Your job with the data below: print everything from the line that holds "use thiserror::Error;" down to the line that holds "#[derive(Debug, Error)]", ends included, exactly, and nothing else.

**DATA RECORDS**
□ □ □ □ □

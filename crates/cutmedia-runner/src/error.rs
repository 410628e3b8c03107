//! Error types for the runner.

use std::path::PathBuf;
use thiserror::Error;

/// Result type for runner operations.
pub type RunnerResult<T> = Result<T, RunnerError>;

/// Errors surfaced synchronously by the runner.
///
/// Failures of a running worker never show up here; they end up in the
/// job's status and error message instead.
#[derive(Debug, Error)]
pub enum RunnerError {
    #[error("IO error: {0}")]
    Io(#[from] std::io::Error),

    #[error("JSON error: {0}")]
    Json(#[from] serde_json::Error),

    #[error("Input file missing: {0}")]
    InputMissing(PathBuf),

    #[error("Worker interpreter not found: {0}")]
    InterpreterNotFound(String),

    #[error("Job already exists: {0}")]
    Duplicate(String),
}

□ □ □ □ □

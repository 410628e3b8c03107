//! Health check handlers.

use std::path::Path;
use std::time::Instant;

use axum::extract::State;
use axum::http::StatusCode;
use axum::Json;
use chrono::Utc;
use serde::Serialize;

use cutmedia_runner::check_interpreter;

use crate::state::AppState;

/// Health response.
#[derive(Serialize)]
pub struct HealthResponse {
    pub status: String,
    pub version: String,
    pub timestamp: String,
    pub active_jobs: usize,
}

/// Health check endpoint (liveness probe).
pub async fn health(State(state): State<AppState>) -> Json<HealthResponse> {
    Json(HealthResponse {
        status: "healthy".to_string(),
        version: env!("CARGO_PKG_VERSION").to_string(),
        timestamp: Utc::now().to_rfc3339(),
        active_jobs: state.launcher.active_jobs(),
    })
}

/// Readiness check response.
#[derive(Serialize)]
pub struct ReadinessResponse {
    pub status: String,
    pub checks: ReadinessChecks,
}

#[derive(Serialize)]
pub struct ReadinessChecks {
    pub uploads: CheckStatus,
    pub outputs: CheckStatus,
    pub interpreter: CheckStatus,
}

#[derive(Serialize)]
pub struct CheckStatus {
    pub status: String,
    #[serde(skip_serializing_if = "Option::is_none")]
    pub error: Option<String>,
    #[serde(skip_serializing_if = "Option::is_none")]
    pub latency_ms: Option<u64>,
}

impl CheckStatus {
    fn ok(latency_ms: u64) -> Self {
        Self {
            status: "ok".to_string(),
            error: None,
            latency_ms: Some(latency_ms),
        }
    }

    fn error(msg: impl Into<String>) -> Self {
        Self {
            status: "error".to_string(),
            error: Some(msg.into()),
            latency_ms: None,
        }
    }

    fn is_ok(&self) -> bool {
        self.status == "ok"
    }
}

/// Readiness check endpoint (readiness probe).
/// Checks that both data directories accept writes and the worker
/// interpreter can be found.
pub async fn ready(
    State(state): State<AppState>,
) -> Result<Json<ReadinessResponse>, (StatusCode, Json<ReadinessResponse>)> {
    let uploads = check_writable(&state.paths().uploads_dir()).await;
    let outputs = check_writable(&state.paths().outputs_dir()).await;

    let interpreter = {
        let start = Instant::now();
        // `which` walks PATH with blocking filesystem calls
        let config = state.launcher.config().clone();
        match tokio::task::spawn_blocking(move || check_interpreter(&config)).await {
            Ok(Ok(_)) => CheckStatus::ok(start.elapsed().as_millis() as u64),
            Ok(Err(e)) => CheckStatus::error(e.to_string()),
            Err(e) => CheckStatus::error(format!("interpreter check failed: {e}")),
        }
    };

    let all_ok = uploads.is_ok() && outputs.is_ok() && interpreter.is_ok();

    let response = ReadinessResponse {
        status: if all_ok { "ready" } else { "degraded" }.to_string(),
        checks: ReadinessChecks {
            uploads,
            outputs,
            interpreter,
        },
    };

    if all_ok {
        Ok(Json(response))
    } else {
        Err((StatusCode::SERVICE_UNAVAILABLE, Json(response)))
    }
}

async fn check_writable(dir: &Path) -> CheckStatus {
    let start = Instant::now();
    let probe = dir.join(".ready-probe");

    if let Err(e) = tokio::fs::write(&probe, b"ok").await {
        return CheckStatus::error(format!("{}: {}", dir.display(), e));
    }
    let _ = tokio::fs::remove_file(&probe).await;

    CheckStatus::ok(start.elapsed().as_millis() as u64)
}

□ □ □ □ □

**SOLUTION TO THIS EXERCISE**
use thiserror::Error;

/// Result type for runner operations.
pub type RunnerResult<T> = Result<T, RunnerError>;

/// Errors surfaced synchronously by the runner.
///
/// Failures of a running worker never show up here; they end up in the
/// job's status and error message instead.
#[derive(Debug, Error)]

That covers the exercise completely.